» **Work item**
Look through the material for lines with the word "push", and copy each one.

» **Data extract**
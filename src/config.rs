use serde::Deserialize;
use std::fs;
use std::path::Path;
use std::time::Duration;

use crate::error::ConfigError;

/// Default config file, looked up in the working directory
pub const DEFAULT_CONFIG_PATH: &str = "duki.toml";

#[derive(Debug, Deserialize, Clone, PartialEq)]
pub struct Config {
    #[serde(default = "default_name")]
    pub name: String,
    #[serde(default)]
    pub endpoint: EndpointConfig,
    #[serde(default)]
    pub speech: SpeechConfig,
}

impl Default for Config {
    fn default() -> Self {
        Self {
            name: default_name(),
            endpoint: EndpointConfig::default(),
            speech: SpeechConfig::default(),
        }
    }
}

fn default_name() -> String {
    "Duki Bot".into()
}

// ============================================================================
// Endpoint Config
// ============================================================================

#[derive(Debug, Deserialize, Clone, PartialEq)]
pub struct EndpointConfig {
    /// Server root, e.g. "http://127.0.0.1:5000" (supports ${ENV_VAR} syntax)
    #[serde(default = "default_base_url")]
    pub base_url: String,
    /// Command route appended to base_url
    #[serde(default = "default_command_path")]
    pub command_path: String,
    /// Health route appended to base_url
    #[serde(default = "default_health_path")]
    pub health_path: String,
    /// Client-side deadline per dispatch; 0 disables it
    #[serde(default = "default_timeout_secs")]
    pub timeout_secs: u64,
}

impl Default for EndpointConfig {
    fn default() -> Self {
        Self {
            base_url: default_base_url(),
            command_path: default_command_path(),
            health_path: default_health_path(),
            timeout_secs: default_timeout_secs(),
        }
    }
}

fn default_base_url() -> String {
    "http://127.0.0.1:5000".into()
}

fn default_command_path() -> String {
    "/api/comando".into()
}

fn default_health_path() -> String {
    "/health".into()
}

fn default_timeout_secs() -> u64 {
    40
}

impl EndpointConfig {
    pub fn timeout(&self) -> Option<Duration> {
        match self.timeout_secs {
            0 => None,
            secs => Some(Duration::from_secs(secs)),
        }
    }

    pub fn command_url(&self) -> String {
        join_url(&self.base_url, &self.command_path)
    }

    pub fn health_url(&self) -> String {
        join_url(&self.base_url, &self.health_path)
    }
}

fn join_url(base: &str, path: &str) -> String {
    format!(
        "{}/{}",
        base.trim_end_matches('/'),
        path.trim_start_matches('/')
    )
}

// ============================================================================
// Speech Config
// ============================================================================

#[derive(Debug, Deserialize, Clone, PartialEq)]
pub struct SpeechConfig {
    /// Locale handed to both engines
    #[serde(default = "default_locale")]
    pub locale: String,
    /// Text-to-speech program; silent when absent
    #[serde(default)]
    pub synthesizer: Option<ProgramConfig>,
    /// Speech-to-text program; dictation reports unavailable when absent
    #[serde(default)]
    pub recognizer: Option<ProgramConfig>,
}

impl Default for SpeechConfig {
    fn default() -> Self {
        Self {
            locale: default_locale(),
            synthesizer: None,
            recognizer: None,
        }
    }
}

fn default_locale() -> String {
    "es-ES".into()
}

/// External program invocation. `{locale}` in args is substituted.
#[derive(Debug, Deserialize, Clone, PartialEq)]
pub struct ProgramConfig {
    pub program: String,
    #[serde(default)]
    pub args: Vec<String>,
}

impl ProgramConfig {
    pub fn args_for(&self, locale: &str) -> Vec<String> {
        self.args
            .iter()
            .map(|a| a.replace("{locale}", locale))
            .collect()
    }
}

/// Expand ${VAR} using the given lookup; unknown variables expand to ""
pub fn expand_env_vars_with<F>(s: &str, lookup: F) -> String
where
    F: Fn(&str) -> Option<String>,
{
    let mut result = s.to_string();

    while let Some(start) = result.find("${") {
        if let Some(end) = result[start..].find('}') {
            let var_name = &result[start + 2..start + end];
            let value = lookup(var_name).unwrap_or_else(|| {
                tracing::warn!("environment variable '{}' not found", var_name);
                String::new()
            });
            result.replace_range(start..start + end + 1, &value);
        } else {
            break;
        }
    }

    result
}

/// Expand ${VAR} from the process environment
pub fn expand_env_vars(s: &str) -> String {
    expand_env_vars_with(s, |name| std::env::var(name).ok())
}

impl Config {
    /// Load from `path`. A missing file yields the defaults.
    pub fn load(path: &Path) -> Result<Self, ConfigError> {
        let mut config = if path.exists() {
            let text = fs::read_to_string(path).map_err(|source| ConfigError::Read {
                path: path.display().to_string(),
                source,
            })?;
            Self::from_toml(&text, &path.display().to_string())?
        } else {
            tracing::debug!("{} not found, using defaults", path.display());
            Config::default()
        };

        config.resolve()?;
        Ok(config)
    }

    fn from_toml(text: &str, origin: &str) -> Result<Self, ConfigError> {
        toml::from_str(text).map_err(|source| ConfigError::Parse {
            path: origin.to_string(),
            source,
        })
    }

    /// Command-line flags win over file values
    pub fn apply_overrides(
        &mut self,
        base_url: Option<String>,
        timeout_secs: Option<u64>,
    ) -> Result<(), ConfigError> {
        if let Some(url) = base_url {
            self.endpoint.base_url = url;
        }
        if let Some(secs) = timeout_secs {
            self.endpoint.timeout_secs = secs;
        }
        self.resolve()
    }

    /// Expand env vars in the endpoint and check it parses as a URL
    fn resolve(&mut self) -> Result<(), ConfigError> {
        let expanded = expand_env_vars(&self.endpoint.base_url);
        let trimmed = expanded.trim().trim_end_matches('/').to_string();
        if reqwest::Url::parse(&trimmed).is_err() {
            return Err(ConfigError::InvalidUrl(trimmed));
        }
        self.endpoint.base_url = trimmed;
        Ok(())
    }
}
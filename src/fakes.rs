//! In-memory collaborators for unit tests

use async_trait::async_trait;
use std::collections::VecDeque;
use std::sync::Mutex;

use crate::client::{CommandClient, Reply};
use crate::command::{Command, Modality};
use crate::error::{DispatchError, SpeechError};
use crate::speech::{Recognition, Recognizer, Synthesizer, Utterance};
use crate::view::{ResponseStyle, ResponseView};

#[derive(Debug, Clone, PartialEq, Eq)]
pub enum ViewEvent {
    Clear,
    Response(String, ResponseStyle),
    Alert(String),
    Loading(Modality, bool),
}

#[derive(Default)]
pub struct RecordingView {
    events: Mutex<Vec<ViewEvent>>,
}

impl RecordingView {
    pub fn events(&self) -> Vec<ViewEvent> {
        self.events.lock().unwrap().clone()
    }

    pub fn is_loading(&self, modality: Modality) -> bool {
        self.events
            .lock()
            .unwrap()
            .iter()
            .rev()
            .find_map(|e| match e {
                ViewEvent::Loading(m, on) if *m == modality => Some(*on),
                _ => None,
            })
            .unwrap_or(false)
    }

    pub fn hide_count(&self, modality: Modality) -> usize {
        self.events
            .lock()
            .unwrap()
            .iter()
            .filter(|e| **e == ViewEvent::Loading(modality, false))
            .count()
    }

    pub fn last_response(&self) -> Option<(String, ResponseStyle)> {
        self.events
            .lock()
            .unwrap()
            .iter()
            .rev()
            .find_map(|e| match e {
                ViewEvent::Response(text, style) => Some((text.clone(), *style)),
                _ => None,
            })
    }

    pub fn alerts(&self) -> Vec<String> {
        self.events
            .lock()
            .unwrap()
            .iter()
            .filter_map(|e| match e {
                ViewEvent::Alert(msg) => Some(msg.clone()),
                _ => None,
            })
            .collect()
    }

    fn push(&self, event: ViewEvent) {
        self.events.lock().unwrap().push(event);
    }
}

impl ResponseView for RecordingView {
    fn clear_response(&self) {
        self.push(ViewEvent::Clear);
    }

    fn show_response(&self, text: &str, style: ResponseStyle) {
        self.push(ViewEvent::Response(text.to_string(), style));
    }

    fn alert(&self, message: &str) {
        self.push(ViewEvent::Alert(message.to_string()));
    }

    fn set_loading(&self, modality: Modality, loading: bool) {
        self.push(ViewEvent::Loading(modality, loading));
    }
}

#[derive(Default)]
pub struct RecordingSynth {
    spoken: Mutex<Vec<Utterance>>,
}

impl RecordingSynth {
    pub fn spoken(&self) -> Vec<Utterance> {
        self.spoken.lock().unwrap().clone()
    }
}

impl Synthesizer for RecordingSynth {
    fn speak(&self, utterance: Utterance) {
        self.spoken.lock().unwrap().push(utterance);
    }
}

pub enum Step {
    Answer(&'static str),
    Fail(DispatchError),
    Hang,
}

/// Plays back one step per request and records what was sent
#[derive(Default)]
pub struct ScriptedClient {
    steps: Mutex<VecDeque<Step>>,
    sent: Mutex<Vec<String>>,
}

impl ScriptedClient {
    pub fn new(steps: impl IntoIterator<Item = Step>) -> Self {
        Self {
            steps: Mutex::new(steps.into_iter().collect()),
            sent: Mutex::new(Vec::new()),
        }
    }

    pub fn sent(&self) -> Vec<String> {
        self.sent.lock().unwrap().clone()
    }
}

#[async_trait]
impl CommandClient for ScriptedClient {
    async fn send(&self, command: &Command) -> Result<Reply, DispatchError> {
        self.sent.lock().unwrap().push(command.as_str().to_string());
        let step = self
            .steps
            .lock()
            .unwrap()
            .pop_front()
            .expect("unexpected request");
        match step {
            Step::Answer(body) => Reply::from_slice(body.as_bytes()),
            Step::Fail(e) => Err(e),
            Step::Hang => std::future::pending().await,
        }
    }
}

pub enum Listen {
    Hear(Result<Recognition, SpeechError>),
    Hang,
}

/// Plays back one recognition per session and records the locales asked for
pub struct ScriptedRecognizer {
    sessions: Mutex<VecDeque<Listen>>,
    pub locales: Mutex<Vec<String>>,
}

impl ScriptedRecognizer {
    pub fn new(sessions: impl IntoIterator<Item = Listen>) -> Self {
        Self {
            sessions: Mutex::new(sessions.into_iter().collect()),
            locales: Mutex::new(Vec::new()),
        }
    }

    pub fn started(&self) -> usize {
        self.locales.lock().unwrap().len()
    }
}

#[async_trait]
impl Recognizer for ScriptedRecognizer {
    async fn recognize(&self, locale: &str) -> Result<Recognition, SpeechError> {
        self.locales.lock().unwrap().push(locale.to_string());
        let session = self
            .sessions
            .lock()
            .unwrap()
            .pop_front()
            .expect("unexpected recognition session");
        match session {
            Listen::Hear(result) => result,
            Listen::Hang => std::future::pending().await,
        }
    }
}
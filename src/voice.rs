//! Dictation - one recognition session feeding the dispatcher
//!
//! idle -> listening -> idle. The listening indicator is the voice
//! modality's loading indicator and is hidden as soon as the session ends,
//! whatever the outcome. A transcript is then dispatched exactly like typed
//! input on the voice modality.
//!
//! Only one dictation runs at a time, and none starts while a command is in
//! flight. A rejected dictation raises the busy alert and touches nothing else.

use std::sync::Arc;
use std::sync::atomic::AtomicBool;

use crate::command::{Command, Modality};
use crate::dispatcher::{CommandDispatcher, DispatchOutcome, InFlight};
use crate::error::{BUSY_MSG, SpeechError};
use crate::speech::Recognizer;
use crate::view::{LoadingGuard, ResponseView};

/// How a dictation ended
#[derive(Debug, Clone, PartialEq, Eq)]
pub enum DictationOutcome {
    /// A transcript was heard and dispatched
    Dispatched {
        transcript: String,
        outcome: DispatchOutcome,
    },
    /// Session ended without a usable transcript
    NothingHeard,
    /// Recognizer could not start or failed mid-session
    Failed(SpeechError),
    /// Not started: another dictation or a command was in flight
    Busy,
}

pub struct VoiceSession {
    recognizer: Arc<dyn Recognizer>,
    dispatcher: Arc<CommandDispatcher>,
    view: Arc<dyn ResponseView>,
    locale: String,
    active: AtomicBool,
}

impl VoiceSession {
    pub fn new(
        recognizer: Arc<dyn Recognizer>,
        dispatcher: Arc<CommandDispatcher>,
        view: Arc<dyn ResponseView>,
    ) -> Self {
        Self {
            recognizer,
            dispatcher,
            view,
            locale: "es-ES".to_string(),
            active: AtomicBool::new(false),
        }
    }

    pub fn with_locale(mut self, locale: impl Into<String>) -> Self {
        self.locale = locale.into();
        self
    }

    pub async fn dictate(&self) -> DictationOutcome {
        let active = if self.dispatcher.is_busy() {
            None
        } else {
            InFlight::acquire(&self.active)
        };
        let Some(_active) = active else {
            tracing::warn!("dictation rejected, another one or a command is in flight");
            self.view.alert(BUSY_MSG);
            return DictationOutcome::Busy;
        };

        let recognition = {
            self.view.clear_response();
            let _listening = LoadingGuard::show(self.view.as_ref(), Modality::Voice);
            tracing::debug!(locale = %self.locale, "listening");
            self.recognizer.recognize(&self.locale).await
        };

        let transcript = match recognition {
            Ok(r) => r.transcript.as_deref().and_then(Command::parse),
            Err(e) => {
                tracing::warn!("recognition failed: {}", e);
                self.view.alert(&e.user_message());
                return DictationOutcome::Failed(e);
            }
        };

        match transcript {
            Some(command) => {
                tracing::info!(transcript = %command, "heard");
                let transcript = command.as_str().to_string();
                let outcome = self.dispatcher.dispatch(Modality::Voice, command).await;
                DictationOutcome::Dispatched {
                    transcript,
                    outcome,
                }
            }
            None => {
                tracing::debug!("recognition ended without a transcript");
                DictationOutcome::NothingHeard
            }
        }
    }
}
use anyhow::{Context, Result, bail};
use clap::{ArgAction, Parser, Subcommand};
use std::future::Future;
use std::io::Stdout;
use std::path::PathBuf;
use std::process::ExitCode;
use std::sync::Arc;
use std::thread;
use std::time::Duration;
use tracing_subscriber::EnvFilter;

use duki::client::HttpCommandClient;
use duki::config::{Config, DEFAULT_CONFIG_PATH};
use duki::prompt::{HELP, PromptInput};
use duki::render::{Renderer, Ui, UiEvent};
use duki::speech::{
    ProcessRecognizer, ProcessSynthesizer, Recognizer, SilentSynthesizer, Synthesizer,
    UnavailableRecognizer,
};
use duki::{CommandDispatcher, DictationOutcome, DispatchOutcome, Modality, VoiceSession};

#[derive(Parser)]
#[command(name = "duki", version, about = "Talk to the Duki assistant from a terminal")]
struct Cli {
    /// Config file
    #[arg(long, global = true, default_value = DEFAULT_CONFIG_PATH)]
    config: PathBuf,

    /// Server root, overrides endpoint.base_url
    #[arg(long, global = true)]
    url: Option<String>,

    /// Client-side deadline in seconds (0 disables it)
    #[arg(long, global = true)]
    timeout: Option<u64>,

    /// More log output on stderr (-v, -vv, -vvv)
    #[arg(short, long, global = true, action = ArgAction::Count)]
    verbose: u8,

    #[command(subcommand)]
    action: Option<Action>,
}

#[derive(Subcommand)]
enum Action {
    /// Send one typed command and exit
    Ask {
        #[arg(required = true, num_args = 1..)]
        texto: Vec<String>,
    },
    /// Dictate one command and exit
    Listen,
    /// Check that the server is up
    Health,
}

const TICK: Duration = Duration::from_millis(100);

fn main() -> Result<ExitCode> {
    tokio::runtime::Builder::new_multi_thread()
        .enable_all()
        .build()?
        .block_on(async_main())
}

async fn async_main() -> Result<ExitCode> {
    let cli = Cli::parse();
    init_logging(cli.verbose);

    let mut config = Config::load(&cli.config)
        .with_context(|| format!("loading {}", cli.config.display()))?;
    config.apply_overrides(cli.url, cli.timeout)?;
    tracing::info!(
        endpoint = %config.endpoint.command_url(),
        timeout_secs = config.endpoint.timeout_secs,
        locale = %config.speech.locale,
        "config loaded"
    );

    let client = Arc::new(HttpCommandClient::new(&config.endpoint));

    let (ui, ui_rx) = Ui::new();
    let view = Arc::new(ui.clone());
    let dispatcher = Arc::new(
        CommandDispatcher::new(client.clone(), view.clone(), build_synthesizer(&config))
            .with_locale(config.speech.locale.clone())
            .with_timeout(config.endpoint.timeout()),
    );
    let voice = Arc::new(
        VoiceSession::new(build_recognizer(&config), dispatcher.clone(), view)
            .with_locale(config.speech.locale.clone()),
    );
    let mut renderer = Renderer::stdout();

    match cli.action {
        Some(Action::Ask { texto }) => {
            let text = texto.join(" ");
            let outcome =
                drive(dispatcher.submit(Modality::Text, &text), &ui_rx, &mut renderer).await;
            Ok(exit_code(&outcome))
        }
        Some(Action::Listen) => {
            let outcome = drive(voice.dictate(), &ui_rx, &mut renderer).await;
            Ok(match outcome {
                DictationOutcome::Dispatched { outcome, .. } => exit_code(&outcome),
                DictationOutcome::NothingHeard => ExitCode::SUCCESS,
                DictationOutcome::Failed(_) | DictationOutcome::Busy => ExitCode::FAILURE,
            })
        }
        Some(Action::Health) => run_health(&client).await,
        None => {
            println!(
                "{} listo en {}. Escribe /ayuda para ver los comandos.\n",
                config.name,
                config.endpoint.base_url
            );
            run_prompt(ui, ui_rx, renderer, dispatcher, voice).await;
            Ok(ExitCode::SUCCESS)
        }
    }
}

/// Filter used when RUST_LOG is unset
fn log_directive(verbose: u8) -> String {
    let level = match verbose {
        0 => "warn",
        1 => "info",
        2 => "debug",
        _ => "trace",
    };
    format!("warn,duki={}", level)
}

fn init_logging(verbose: u8) {
    let filter = EnvFilter::try_from_default_env()
        .unwrap_or_else(|_| EnvFilter::new(log_directive(verbose)));
    tracing_subscriber::fmt()
        .with_env_filter(filter)
        .with_writer(std::io::stderr)
        .with_target(false)
        .init();
}

fn build_synthesizer(config: &Config) -> Arc<dyn Synthesizer> {
    match &config.speech.synthesizer {
        Some(program) => {
            tracing::info!(program = %program.program, "TTS: external program");
            Arc::new(ProcessSynthesizer::new(program.clone()))
        }
        None => Arc::new(SilentSynthesizer),
    }
}

fn build_recognizer(config: &Config) -> Arc<dyn Recognizer> {
    match &config.speech.recognizer {
        Some(program) => {
            tracing::info!(program = %program.program, "STT: external program");
            Arc::new(ProcessRecognizer::new(program.clone()))
        }
        None => Arc::new(UnavailableRecognizer),
    }
}

fn exit_code(outcome: &DispatchOutcome) -> ExitCode {
    match outcome {
        DispatchOutcome::Answered(_) | DispatchOutcome::Ignored => ExitCode::SUCCESS,
        DispatchOutcome::Failed(_) | DispatchOutcome::Busy => ExitCode::FAILURE,
    }
}

fn render(renderer: &mut Renderer<Stdout>, event: UiEvent) {
    if let Err(e) = renderer.handle(event) {
        tracing::error!("terminal write failed: {}", e);
    }
}

/// Run one future to completion while keeping the terminal drawn
async fn drive<F: Future>(
    fut: F,
    ui_rx: &flume::Receiver<UiEvent>,
    renderer: &mut Renderer<Stdout>,
) -> F::Output {
    tokio::pin!(fut);
    let mut tick = tokio::time::interval(TICK);

    loop {
        tokio::select! {
            output = &mut fut => {
                for event in ui_rx.try_iter() {
                    render(renderer, event);
                }
                return output;
            }
            Ok(event) = ui_rx.recv_async() => render(renderer, event),
            _ = tick.tick() => render(renderer, UiEvent::Tick),
        }
    }
}

async fn run_prompt(
    ui: Ui,
    ui_rx: flume::Receiver<UiEvent>,
    mut renderer: Renderer<Stdout>,
    dispatcher: Arc<CommandDispatcher>,
    voice: Arc<VoiceSession>,
) {
    let (input_tx, input_rx) = flume::unbounded::<String>();

    // Readline thread
    thread::spawn(move || {
        use rustyline::DefaultEditor;
        let mut rl = match DefaultEditor::new() {
            Ok(rl) => rl,
            Err(e) => {
                tracing::error!("failed to create readline: {}", e);
                return;
            }
        };

        loop {
            match rl.readline("> ") {
                Ok(line) => {
                    let line = line.trim().to_string();
                    if !line.is_empty() {
                        let _ = rl.add_history_entry(&line);
                    }
                    if input_tx.send(line).is_err() {
                        break;
                    }
                }
                Err(_) => break,
            }
        }
    });

    let mut tick = tokio::time::interval(TICK);

    loop {
        tokio::select! {
            biased;

            line = input_rx.recv_async() => {
                // Readline closed (Ctrl-D / Ctrl-C)
                let Ok(line) = line else { break };

                match PromptInput::parse(&line) {
                    PromptInput::Submit(text) => {
                        let dispatcher = dispatcher.clone();
                        tokio::spawn(async move {
                            dispatcher.submit(Modality::Text, &text).await;
                        });
                    }
                    PromptInput::Dictate => {
                        let voice = voice.clone();
                        tokio::spawn(async move {
                            voice.dictate().await;
                        });
                    }
                    PromptInput::Help => ui.notice(HELP),
                    PromptInput::Unknown(cmd) => {
                        ui.notice(format!("Comando desconocido: {}. Escribe /ayuda.", cmd));
                    }
                    PromptInput::Quit => break,
                }
            }

            Ok(event) = ui_rx.recv_async() => render(&mut renderer, event),

            _ = tick.tick() => render(&mut renderer, UiEvent::Tick),
        }
    }

    if dispatcher.is_busy() {
        tracing::info!("exiting with a command still in flight");
    }
}

async fn run_health(client: &HttpCommandClient) -> Result<ExitCode> {
    let report = client
        .health()
        .await
        .with_context(|| format!("health check against {}", client.health_url()))?;

    println!("ok:         {}", report.ok);
    if let Some(enabled) = report.hf_enabled {
        println!("hf_enabled: {}", enabled);
    }
    if let Some(model) = &report.model {
        println!("model:      {}", model);
    }
    if let Some(timeout) = report.timeout {
        println!("timeout:    {}s", timeout);
    }

    if !report.ok {
        bail!("server reported ok: false");
    }
    Ok(ExitCode::SUCCESS)
}
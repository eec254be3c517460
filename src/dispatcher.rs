//! Command dispatcher - sends one command, routes the outcome to the view and the synthesizer
//!
//! A dispatch is one linear async flow:
//! 1. Reject if another dispatch is in flight (alert only)
//! 2. Clear the response region, show the modality's loading indicator
//! 3. POST the command, bounded by the optional deadline
//! 4. Show the reply and speak it, or show the failure in error style
//! 5. Hide the indicator (guard drop, runs on every exit path)

use std::sync::Arc;
use std::sync::atomic::{AtomicBool, Ordering};
use std::time::{Duration, Instant};

use crate::client::{CommandClient, Reply};
use crate::command::{Command, Modality};
use crate::error::{BUSY_MSG, DispatchError};
use crate::speech::{Synthesizer, Utterance};
use crate::view::{LoadingGuard, ResponseStyle, ResponseView};

/// How a submission ended
#[derive(Debug, Clone, PartialEq, Eq)]
pub enum DispatchOutcome {
    /// Reply shown and handed to the synthesizer
    Answered(Reply),
    /// Failure message shown
    Failed(DispatchError),
    /// Rejected because another dispatch was in flight
    Busy,
    /// Empty input, nothing happened
    Ignored,
}

impl DispatchOutcome {
    pub fn is_answered(&self) -> bool {
        matches!(self, DispatchOutcome::Answered(_))
    }
}

/// Releases a single-in-flight slot on drop
pub(crate) struct InFlight<'a>(&'a AtomicBool);

impl<'a> InFlight<'a> {
    pub(crate) fn acquire(flag: &'a AtomicBool) -> Option<Self> {
        flag.compare_exchange(false, true, Ordering::SeqCst, Ordering::SeqCst)
            .ok()
            .map(|_| Self(flag))
    }
}

impl Drop for InFlight<'_> {
    fn drop(&mut self) {
        self.0.store(false, Ordering::SeqCst);
    }
}

pub struct CommandDispatcher {
    client: Arc<dyn CommandClient>,
    view: Arc<dyn ResponseView>,
    synthesizer: Arc<dyn Synthesizer>,
    locale: String,
    timeout: Option<Duration>,
    in_flight: AtomicBool,
}

impl CommandDispatcher {
    pub fn new(
        client: Arc<dyn CommandClient>,
        view: Arc<dyn ResponseView>,
        synthesizer: Arc<dyn Synthesizer>,
    ) -> Self {
        Self {
            client,
            view,
            synthesizer,
            locale: "es-ES".to_string(),
            timeout: Some(Duration::from_secs(40)),
            in_flight: AtomicBool::new(false),
        }
    }

    pub fn with_locale(mut self, locale: impl Into<String>) -> Self {
        self.locale = locale.into();
        self
    }

    /// `None` waits for the endpoint indefinitely
    pub fn with_timeout(mut self, timeout: Option<Duration>) -> Self {
        self.timeout = timeout;
        self
    }

    pub fn is_busy(&self) -> bool {
        self.in_flight.load(Ordering::SeqCst)
    }

    /// Submit raw input. Blank input is dropped without touching the view.
    pub async fn submit(&self, modality: Modality, input: &str) -> DispatchOutcome {
        match Command::parse(input) {
            Some(command) => self.dispatch(modality, command).await,
            None => {
                tracing::trace!(%modality, "ignoring blank input");
                DispatchOutcome::Ignored
            }
        }
    }

    pub async fn dispatch(&self, modality: Modality, command: Command) -> DispatchOutcome {
        let Some(_in_flight) = InFlight::acquire(&self.in_flight) else {
            tracing::warn!(%modality, "command rejected, another one is in flight");
            self.view.alert(BUSY_MSG);
            return DispatchOutcome::Busy;
        };

        self.view.clear_response();
        let _loading = LoadingGuard::show(self.view.as_ref(), modality);

        let started = Instant::now();
        let result = self.exchange(&command).await;
        let elapsed_ms = started.elapsed().as_millis() as u64;

        match result {
            Ok(reply) => {
                tracing::info!(%modality, elapsed_ms, "command answered");
                self.view.show_response(&reply.text, ResponseStyle::Info);
                self.synthesizer
                    .speak(Utterance::new(reply.text.clone(), self.locale.clone()));
                DispatchOutcome::Answered(reply)
            }
            Err(e) => {
                if e.is_timeout() {
                    tracing::warn!(%modality, elapsed_ms, "command timed out");
                } else {
                    tracing::warn!(%modality, elapsed_ms, "command failed: {}", e);
                }
                self.view.show_response(&e.user_message(), ResponseStyle::Error);
                DispatchOutcome::Failed(e)
            }
        }
    }

    async fn exchange(&self, command: &Command) -> Result<Reply, DispatchError> {
        match self.timeout {
            // Dropping the send future on expiry cancels the request
            Some(limit) => tokio::time::timeout(limit, self.client.send(command))
                .await
                .map_err(|_| DispatchError::Timeout(limit))?,
            None => self.client.send(command).await,
        }
    }
}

» **Response**
    fn push(&self, event: ViewEvent) {
        self.events.lock().unwrap().push(event);
        self.push(ViewEvent::Clear);
        self.push(ViewEvent::Response(text.to_string(), style));
        self.push(ViewEvent::Alert(message.to_string()));
        self.push(ViewEvent::Loading(modality, loading));
        self.spoken.lock().unwrap().push(utterance);
        self.sent.lock().unwrap().push(command.as_str().to_string());
        self.locales.lock().unwrap().push(locale.to_string());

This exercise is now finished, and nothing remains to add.